CAE Airport annual traffic 2004–present
| Year | Passengers | Year | Passengers | Year | Passengers |
|---|---|---|---|---|---|
| 2004 | 1,247,862 | 2014 | 1,034,133 | 2024 | 1,362,374 |
| 2005 | 1,462,933 | 2015 | 1,102,011 | 2025 | 1,370,479 |
| 2006 | 1,289,667 | 2016 | 1,132,329 | 2026 |  |
| 2007 | 1,234,547 | 2017 | 1,077,188 | 2027 |  |
| 2008 | 1,149,682 | 2018 | 1,197,603 | 2028 |  |
| 2009 | 1,051,348 | 2019 | 1,353,788 | 2029 |  |
| 2010 | 1,003,375 | 2020 | 577,187 | 2030 |  |
| 2011 | 996,158 | 2021 | 870,806 | 2031 |  |
| 2012 | 1,014,749 | 2022 | 1,063,630 | 2032 |  |
| 2013 | 1,018,226 | 2023 | 1,234,487 | 2033 |  |

==Southeastern regional cargo hub==
In August 1996, the UPS Airlines-owned cargo airline opened an $80 million southeastern regional hub at the airport, one of six regional hubs throughout the United States. The hub can offer next-day, second-day and third-day air service. The buildings encompass 352000 sqft and the 44 acre ramp is large enough to hold 22 DC-8 aircraft. The hub has the ability to process 42,000 packages an hour. Other major air cargo companies serving the airport include ABX Air and FedEx Express.

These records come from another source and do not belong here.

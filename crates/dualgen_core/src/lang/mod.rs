//! dualgen vocabulary registries.
//!
//! This module is the "front door" for backend vocabulary: node kinds and their builders,
//! operators, macro-style calls, builtin modules and methods, primitive/collection types and
//! reserved words.
//!
//! The design goal is to avoid stringly-typed checks scattered across the generator. Callers work
//! with **stable IDs** (e.g. `NodeKindId`, `OperatorId`) and look up per-backend spellings via the
//! registry tables.
//!
//! ## Notes
//! - Registries are **pure**: no IR types, no IO, no side effects.
//! - Every table is total over its ID enum; `tests/lang_registry_guardrails.rs` enforces this.
//!
//! ## Examples
//! ```rust
//! use dualgen_core::lang::node_kinds::{self, NodeKindId};
//!
//! let kind = node_kinds::from_visitor_method("visit_call_expression");
//! assert_eq!(kind, Some(NodeKindId::CallExpression));
//! assert_eq!(node_kinds::info_for(NodeKindId::CallExpression).swc_type, "CallExpr");
//! ```

pub mod builders;
pub mod keywords;
pub mod macros;
pub mod methods;
pub mod modules;
pub mod node_kinds;
pub mod operators;
pub mod registry;
pub mod types;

==Accidents and incidents==
- A Volpar 18 (registration ) crashed on February 26, 1971 while attempting to land at the airport. The aircraft crashed in poor visibility and fog while performing a missed approach, killing the pilot and seven passengers.
- A Beechcraft C90 King Air crashed on December 20, 1973 while attempting to land at the airport. The aircraft collided with trees after descending below minimum descent altitude in poor visibility. The pilot and a passenger were killed and another passenger was seriously injured.
- A Learjet 60 crashed on September 19, 2008 while attempting a rejected takeoff on runway 11, crashing instead into the hillside across a road beyond the end of the runway. Four people died in the accident, including the two pilots. The sole survivors were musicians Travis Barker of Blink 182 and DJ Adam Goldstein, who died a year later.
- On December 20, 2020, a Western Global Airlines Boeing 747 lost a wingtip on its right wing while taxiing before take-off at Columbia Metropolitan Airport, for a flight to Ontario International Airport in Ontario, California. No one aboard was reported injured.
- On August 12, 2025, a Velocity XL en route from Fort Lauderdale Executive Airport crashed when its front landing gear collapsed upon landing on runway 11, shutting down airport operations for hours. The plane sustained heavy damage but pilot survived with minor injuries.